The Undiagnosed Rare Disease Clinic, directed by Erin Conboy, MD, was launched in January 2020. Patients include those who likely have a rare undiagnosed disease that has a high likelihood of a genetic cause. This program is focused mainly on pediatrics, but patients may be any age, from newborns to those with adult-onset disorders. Patients have likely been seen by multiple providers and had extensive testing done, but still have not received conclusive results about their condition. Specific expected symptoms include: multiple congenital anomalies, abnormalities (that you can see on physical exam or as internal organ malformations), patients with severe developmental delays, severe autism, severe seizures, or Mendelian disorders (involving one specific gene).
Patients meet with the medical geneticist and genetic counselor, who conduct a detailed review the patient’s health history, family history and previous genetic testing. Patient samples are obtained at this visit for genome sequencing, RNA sequencing and metabolic testing. The genome sequencing is processed, analyzed and interpreted with the help of Emedgene, a genomic interpretation platform that incorporates advanced artificial intelligence which combines the use of detailed phenotypic information and genomic annotations present in databases. The genomic variant analysis and interpretation is completed by a multidisciplinary team who discuss the final interpretation before making recommendations in a final report.

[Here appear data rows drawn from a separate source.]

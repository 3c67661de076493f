//! Mock launcher meta server

use std::collections::HashMap;

use mockito::{Mock, Server, ServerGuard};
use serde_json::json;

use mcversion::config::ClientConfig;

/// Serves a manifest, a v2 manifest and one detail document per version
pub struct MetaServer {
    server: ServerGuard,
    versions: Vec<(String, String)>,
    manifest_mock: Option<Mock>,
    details: HashMap<String, Mock>,
    mocks: Vec<Mock>,
}

impl MetaServer {
    /// Starts a server listing `versions` as `(id, type)` pairs, newest first.
    /// The latest release and snapshot are the first of each type.
    pub async fn start(versions: &[(&str, &str)]) -> Self {
        let server = Server::new_async().await;
        let mut meta = Self {
            server,
            versions: versions
                .iter()
                .map(|(id, kind)| (id.to_string(), kind.to_string()))
                .collect(),
            manifest_mock: None,
            details: HashMap::new(),
            mocks: Vec::new(),
        };

        let body = meta.manifest_body();
        meta.manifest_mock = Some(meta.json_mock("/version_manifest.json", &body).await);

        let body = meta.manifest_v2_body();
        let v2 = meta.json_mock("/version_manifest_v2.json", &body).await;
        meta.mocks.push(v2);

        for (id, kind) in meta.versions.clone() {
            let mock = meta
                .json_mock(&Self::detail_path(&id), &detail_body(&id, &kind))
                .await;
            meta.details.insert(id, mock);
        }

        meta
    }

    pub fn config(&self) -> ClientConfig {
        ClientConfig {
            concurrency: Some(4),
            ..ClientConfig::with_base_url(&self.server.url())
        }
    }

    /// Replaces the manifest endpoint's response
    pub async fn set_manifest_response(&mut self, status: usize, content_type: &str, body: &str) {
        if let Some(mock) = self.manifest_mock.take() {
            mock.remove_async().await;
        }
        let mock = self
            .server
            .mock("GET", "/version_manifest.json")
            .with_status(status)
            .with_header("content-type", content_type)
            .with_body(body)
            .create_async()
            .await;
        self.manifest_mock = Some(mock);
    }

    /// Restores the manifest endpoint, listing only `ids`
    pub async fn serve_manifest_of(&mut self, ids: &[&str]) {
        let retained: Vec<_> = self
            .versions
            .iter()
            .filter(|(id, _)| ids.contains(&id.as_str()))
            .cloned()
            .collect();
        let body = manifest_json(&self.server.url(), &retained).to_string();
        self.set_manifest_response(200, "application/json", &body)
            .await;
    }

    /// Makes the detail endpoint of `id` respond with `status`
    pub async fn fail_detail(&mut self, id: &str, status: usize) {
        if let Some(mock) = self.details.remove(id) {
            mock.remove_async().await;
        }
        let mock = self
            .server
            .mock("GET", Self::detail_path(id).as_str())
            .with_status(status)
            .create_async()
            .await;
        self.details.insert(id.to_string(), mock);
    }

    pub fn ids(&self) -> Vec<String> {
        self.versions.iter().map(|(id, _)| id.clone()).collect()
    }

    fn detail_path(id: &str) -> String {
        format!("/v1/packages/{}.json", id)
    }

    fn manifest_body(&self) -> String {
        manifest_json(&self.server.url(), &self.versions).to_string()
    }

    fn manifest_v2_body(&self) -> String {
        let mut manifest = manifest_json(&self.server.url(), &self.versions);
        if let Some(entries) = manifest["versions"].as_array_mut() {
            for entry in entries {
                entry["sha1"] = json!("c98adde5094a3041f486b4d42d0386cf87310559");
                entry["complianceLevel"] = json!(1);
            }
        }
        manifest.to_string()
    }

    async fn json_mock(&mut self, path: &str, body: &str) -> Mock {
        self.server
            .mock("GET", path)
            .with_status(200)
            .with_header("content-type", "application/json")
            .with_body(body)
            .create_async()
            .await
    }
}

fn manifest_json(base_url: &str, versions: &[(String, String)]) -> serde_json::Value {
    let latest = |kind: &str| {
        versions
            .iter()
            .find(|(_, k)| k == kind)
            .map(|(id, _)| id.clone())
            .unwrap_or_default()
    };
    json!({
        "latest": {"release": latest("release"), "snapshot": latest("snapshot")},
        "versions": versions
            .iter()
            .map(|(id, kind)| json!({
                "id": id,
                "type": kind,
                "url": format!("{}/v1/packages/{}.json", base_url, id),
                "time": "2024-01-15T09:41:29+00:00",
                "releaseTime": "2023-12-07T12:56:20+00:00"
            }))
            .collect::<Vec<_>>()
    })
}

fn detail_body(id: &str, kind: &str) -> String {
    json!({
        "id": id,
        "type": kind,
        "assets": "12",
        "assetIndex": {"id": "12", "sha1": "abc", "size": 1, "totalSize": 2, "url": "https://example.com/12.json"},
        "downloads": {"client": {"sha1": "c1", "size": 1, "url": "https://example.com/client.jar"}},
        "javaVersion": {"component": "java-runtime-gamma", "majorVersion": 17},
        "libraries": [{"name": "com.mojang:logging:1.1.1"}],
        "mainClass": "net.minecraft.client.main.Main",
        "minimumLauncherVersion": 21,
        "releaseTime": "2023-12-07T12:56:20+00:00",
        "time": "2023-12-07T12:56:20+00:00"
    })
    .to_string()
}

A forum for a multidisciplinary team of clinical providers, laboratorians, researchers, and students called the Genome Board reviews and discusses the cases of patients after being seen in the clinic. The team has a detailed discussion of variants, genomic, transcriptomic, and metabolic information to help determine if an underlying cause of the patient’s symptoms can be found. Genome Board is held every other Friday at 12 pm. Please contact Lili Mantcheva to be added to the Genome Board invitation list.
The Undiagnosed Rare Disease Clinic is currently funded by an IU Precision Health Initiative grant.